INFORMATION GIVEN Block Start

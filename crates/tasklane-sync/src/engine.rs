use crate::fingerprint::Snapshot;
use crate::ops::{parse_ops, render_ops, OpKind, SyncOp, TaskData};
use crate::replay::{collapse, compact_ops, parent_first_order, EffectiveState};
use chrono::{DateTime, Utc};
use rusqlite::{params, Connection, OptionalExtension};
use serde::Serialize;
use std::cmp::Ordering;
use std::collections::{BTreeMap, BTreeSet};
use std::io::Write;
use std::path::{Path, PathBuf};
use std::sync::Arc;
use tasklane_core::time::{format_ts, parse_ts};
use tasklane_core::{Clock, TaskId, TasklaneError, TasklaneResult};
use tasklane_store::{rows, Database, Dependency, Task, TaskStatus};

const AUTO_SYNC_KEY: &str = "auto_sync";
const LAST_EXPORT_KEY: &str = "last_export_at";

// ---------------------------------------------------------------------------
// Results
// ---------------------------------------------------------------------------

/// Counts from one import. Conflicts are reported here, never raised.
#[derive(Debug, Clone, Copy, Default, PartialEq, Eq, Serialize)]
#[serde(rename_all = "camelCase")]
pub struct ImportResult {
    /// Task upserts and deletes applied.
    pub imported: u64,
    /// Task ops with the same timestamp as the local row, or deletes of absent tasks.
    pub skipped: u64,
    /// Task ops older than the local row; the local row was kept.
    pub conflicts: u64,
    pub deps_added: u64,
    pub deps_removed: u64,
    /// Additions of existing edges and removals of absent ones.
    pub deps_skipped: u64,
}

#[derive(Debug, Clone, PartialEq, Eq, Serialize)]
#[serde(rename_all = "camelCase")]
pub struct ExportResult {
    pub path: PathBuf,
    pub op_count: u64,
}

#[derive(Debug, Clone, Copy, Default, PartialEq, Eq, Serialize)]
pub struct CompactResult {
    pub before: u64,
    pub after: u64,
}

#[derive(Debug, Clone, PartialEq, Eq, Serialize)]
#[serde(rename_all = "camelCase")]
pub struct SyncStatus {
    pub db_task_count: u64,
    pub db_dep_count: u64,
    /// Live tasks after replaying the log, not raw line counts.
    pub jsonl_task_count: u64,
    pub jsonl_dep_count: u64,
    pub is_dirty: bool,
    pub auto_sync_enabled: bool,
    pub last_export: Option<DateTime<Utc>>,
}

// ---------------------------------------------------------------------------
// sync_config helpers
// ---------------------------------------------------------------------------

fn get_config(conn: &Connection, key: &str) -> TasklaneResult<Option<String>> {
    Ok(conn
        .query_row(
            "SELECT value FROM sync_config WHERE key = ?1",
            [key],
            |row| row.get(0),
        )
        .optional()?)
}

fn set_config(conn: &Connection, key: &str, value: &str) -> TasklaneResult<()> {
    conn.execute(
        "INSERT INTO sync_config (key, value) VALUES (?1, ?2)
         ON CONFLICT(key) DO UPDATE SET value = excluded.value",
        params![key, value],
    )?;
    Ok(())
}

/// Replace `path` with `contents` via a temp file in the same directory.
fn write_atomically(path: &Path, contents: &str) -> TasklaneResult<()> {
    let dir = match path.parent() {
        Some(parent) if !parent.as_os_str().is_empty() => parent,
        _ => Path::new("."),
    };
    std::fs::create_dir_all(dir)?;
    let mut tmp = tempfile::NamedTempFile::new_in(dir)?;
    tmp.write_all(contents.as_bytes())?;
    tmp.as_file().sync_all()?;
    tmp.persist(path).map_err(|e| e.error)?;
    Ok(())
}

fn decode(snapshot: &Snapshot, path: &Path) -> TasklaneResult<Vec<SyncOp>> {
    let text = std::str::from_utf8(&snapshot.bytes).map_err(|e| {
        TasklaneError::Validation(format!("{} is not valid UTF-8: {e}", path.display()))
    })?;
    parse_ops(text)
}

fn db_differs(effective: &EffectiveState, tasks: &[Task], deps: &[Dependency]) -> bool {
    if effective.tasks.len() != tasks.len() {
        return true;
    }
    let tasks_match = tasks.iter().all(|task| {
        effective
            .tasks
            .get(&task.id)
            .is_some_and(|data| data.same_content(task))
    });
    let edges: BTreeSet<(TaskId, TaskId)> = deps
        .iter()
        .map(|d| (d.blocker_id.clone(), d.blocked_id.clone()))
        .collect();
    !tasks_match || edges != effective.edges
}

// ---------------------------------------------------------------------------
// SyncEngine
// ---------------------------------------------------------------------------

/// Moves task and dependency state between the database and a JSONL log.
pub struct SyncEngine {
    db: Database,
    clock: Arc<dyn Clock>,
    #[cfg(test)]
    before_commit: Option<Box<dyn Fn(&Path) + Send + Sync>>,
}

impl SyncEngine {
    pub fn new(db: Database, clock: Arc<dyn Clock>) -> Self {
        Self {
            db,
            clock,
            #[cfg(test)]
            before_commit: None,
        }
    }

    /// Write every task as an `upsert` and every edge as a `dep_add`.
    pub fn export(&self, path: &Path) -> TasklaneResult<ExportResult> {
        let (tasks, deps) = self.db.with_conn(|conn| {
            Ok((rows::load_tasks(conn)?, rows::load_dependencies(conn)?))
        })?;

        let mut ops: Vec<SyncOp> = tasks.iter().map(SyncOp::upsert).collect();
        ops.extend(deps.iter().map(SyncOp::dep_add));
        write_atomically(path, &render_ops(&ops)?)?;

        let now = self.clock.now();
        self.db
            .with_conn(|conn| set_config(conn, LAST_EXPORT_KEY, &format_ts(now)))?;

        tracing::info!(
            path = %path.display(),
            tasks = tasks.len(),
            dependencies = deps.len(),
            "Exported"
        );
        Ok(ExportResult {
            path: path.to_path_buf(),
            op_count: ops.len() as u64,
        })
    }

    /// Merge a JSONL log into the database.
    ///
    /// Runs as one `BEGIN IMMEDIATE` transaction: either every op is applied
    /// or, on a validation failure, a dependency on an unknown task, or a
    /// change to the file while the import was running, nothing is.
    pub fn import(&self, path: &Path) -> TasklaneResult<ImportResult> {
        let snapshot = Snapshot::read(path)?;
        if snapshot.bytes.iter().all(u8::is_ascii_whitespace) {
            tracing::debug!(path = %path.display(), "Nothing to import");
            return Ok(ImportResult::default());
        }
        let winners = collapse(decode(&snapshot, path)?);

        let outcome = self.db.immediate(|tx| {
            let result = apply_batch(tx, winners)?;
            #[cfg(test)]
            if let Some(hook) = &self.before_commit {
                hook(path);
            }
            snapshot.ensure_unchanged(path)?;
            Ok(result)
        });

        match &outcome {
            Ok(r) => tracing::info!(
                path = %path.display(),
                imported = r.imported,
                skipped = r.skipped,
                conflicts = r.conflicts,
                deps_added = r.deps_added,
                deps_removed = r.deps_removed,
                deps_skipped = r.deps_skipped,
                "Imported"
            ),
            Err(e) => tracing::warn!(path = %path.display(), error = %e, "Import rolled back"),
        }
        outcome
    }

    /// Rewrite the log as its net effect: latest upsert per task, live edges only.
    pub fn compact(&self, path: &Path) -> TasklaneResult<CompactResult> {
        let snapshot = Snapshot::read(path)?;
        if !snapshot.exists() {
            return Ok(CompactResult::default());
        }
        let ops = decode(&snapshot, path)?;
        let before = ops.len() as u64;
        let kept = compact_ops(ops);
        let after = kept.len() as u64;

        snapshot.ensure_unchanged(path)?;
        write_atomically(path, &render_ops(&kept)?)?;
        tracing::info!(path = %path.display(), before, after, "Compacted");
        Ok(CompactResult { before, after })
    }

    pub fn status(&self, path: &Path) -> TasklaneResult<SyncStatus> {
        let (tasks, deps, auto_sync, last_export) = self.db.with_conn(|conn| {
            Ok((
                rows::load_tasks(conn)?,
                rows::load_dependencies(conn)?,
                get_config(conn, AUTO_SYNC_KEY)?,
                get_config(conn, LAST_EXPORT_KEY)?,
            ))
        })?;

        let snapshot = Snapshot::read(path)?;
        let effective = if snapshot.exists() {
            EffectiveState::from_ops(decode(&snapshot, path)?)
        } else {
            EffectiveState::default()
        };

        Ok(SyncStatus {
            db_task_count: tasks.len() as u64,
            db_dep_count: deps.len() as u64,
            jsonl_task_count: effective.tasks.len() as u64,
            jsonl_dep_count: effective.edges.len() as u64,
            is_dirty: db_differs(&effective, &tasks, &deps),
            auto_sync_enabled: auto_sync.as_deref() == Some("true"),
            last_export: last_export.as_deref().map(parse_ts).transpose()?,
        })
    }

    pub fn enable_auto_sync(&self) -> TasklaneResult<()> {
        self.db
            .with_conn(|conn| set_config(conn, AUTO_SYNC_KEY, "true"))?;
        tracing::info!("Auto-sync enabled");
        Ok(())
    }

    pub fn disable_auto_sync(&self) -> TasklaneResult<()> {
        self.db
            .with_conn(|conn| set_config(conn, AUTO_SYNC_KEY, "false"))?;
        tracing::info!("Auto-sync disabled");
        Ok(())
    }

    pub fn is_auto_sync_enabled(&self) -> TasklaneResult<bool> {
        let value = self
            .db
            .with_conn(|conn| get_config(conn, AUTO_SYNC_KEY))?;
        Ok(value.as_deref() == Some("true"))
    }
}

// ---------------------------------------------------------------------------
// Import application
// ---------------------------------------------------------------------------

struct PendingUpsert {
    ts: DateTime<Utc>,
    data: TaskData,
    local: Option<Task>,
}

/// Apply collapsed ops: upserts parent-first, then deletes, then edges.
fn apply_batch(conn: &Connection, winners: Vec<SyncOp>) -> TasklaneResult<ImportResult> {
    let mut result = ImportResult::default();
    let mut upserts: BTreeMap<TaskId, PendingUpsert> = BTreeMap::new();
    let mut deletes: Vec<(TaskId, DateTime<Utc>)> = Vec::new();
    let mut edge_ops: Vec<(OpKind, DateTime<Utc>)> = Vec::new();

    for op in winners {
        match op.kind {
            OpKind::Upsert { id, data } => {
                let local = rows::load_task(conn, &id)?;
                match local.as_ref().map(|l| op.ts.cmp(&l.updated_at)) {
                    None | Some(Ordering::Greater) => {
                        upserts.insert(
                            id,
                            PendingUpsert {
                                ts: op.ts,
                                data,
                                local,
                            },
                        );
                    }
                    Some(Ordering::Less) => {
                        tracing::debug!(task_id = %id, "Local row is newer, keeping it");
                        result.conflicts += 1;
                    }
                    Some(Ordering::Equal) => result.skipped += 1,
                }
            }
            OpKind::Delete { id } => deletes.push((id, op.ts)),
            kind @ (OpKind::DepAdd { .. } | OpKind::DepRemove { .. }) => {
                edge_ops.push((kind, op.ts));
            }
        }
    }

    // Parent references are foreign keys: insert parents before children.
    let parents: BTreeMap<TaskId, Option<TaskId>> = upserts
        .iter()
        .map(|(id, p)| (id.clone(), p.data.parent_id.clone()))
        .collect();
    for id in parent_first_order(&parents)? {
        let Some(pending) = upserts.remove(&id) else {
            continue;
        };
        let PendingUpsert { ts, data, local } = pending;

        let parent_id = match data.parent_id {
            Some(parent) if parents.contains_key(&parent) || rows::task_exists(conn, &parent)? => {
                Some(parent)
            }
            Some(parent) => {
                tracing::warn!(task_id = %id, parent_id = %parent, "Unknown parent, importing as root");
                None
            }
            None => None,
        };
        let completed_at = if data.status == TaskStatus::Done {
            data.completed_at
                .or_else(|| local.as_ref().and_then(|l| l.completed_at))
                .or(Some(ts))
        } else {
            None
        };
        let task = Task {
            created_at: data
                .created_at
                .or_else(|| local.as_ref().map(|l| l.created_at))
                .unwrap_or(ts),
            id,
            title: data.title,
            description: data.description,
            status: data.status,
            score: data.score,
            parent_id,
            updated_at: ts,
            completed_at,
            metadata: data.metadata,
        };
        rows::upsert_task(conn, &task)?;
        result.imported += 1;
    }

    for (id, ts) in deletes {
        match rows::load_task(conn, &id)? {
            None => result.skipped += 1,
            Some(local) => match ts.cmp(&local.updated_at) {
                Ordering::Greater => {
                    rows::delete_task(conn, &id)?;
                    result.imported += 1;
                }
                Ordering::Less => result.conflicts += 1,
                Ordering::Equal => result.skipped += 1,
            },
        }
    }

    for (kind, ts) in edge_ops {
        match kind {
            OpKind::DepAdd {
                blocker_id,
                blocked_id,
            } => {
                for endpoint in [&blocker_id, &blocked_id] {
                    if !rows::task_exists(conn, endpoint)? {
                        return Err(TasklaneError::not_found("task", endpoint));
                    }
                }
                if rows::insert_dependency(conn, &blocker_id, &blocked_id, ts)? {
                    result.deps_added += 1;
                } else {
                    result.deps_skipped += 1;
                }
            }
            OpKind::DepRemove {
                blocker_id,
                blocked_id,
            } => {
                if rows::delete_dependency(conn, &blocker_id, &blocked_id)? {
                    result.deps_removed += 1;
                } else {
                    result.deps_skipped += 1;
                }
            }
            OpKind::Upsert { .. } | OpKind::Delete { .. } => {}
        }
    }

    Ok(result)
}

INFORMATION GIVEN Block End

BRIEF
For each line above that contains the word "DepRemove", copy that line.

TASK RESULT
            kind @ (OpKind::DepAdd { .. } | OpKind::DepRemove { .. }) => {
            OpKind::DepRemove {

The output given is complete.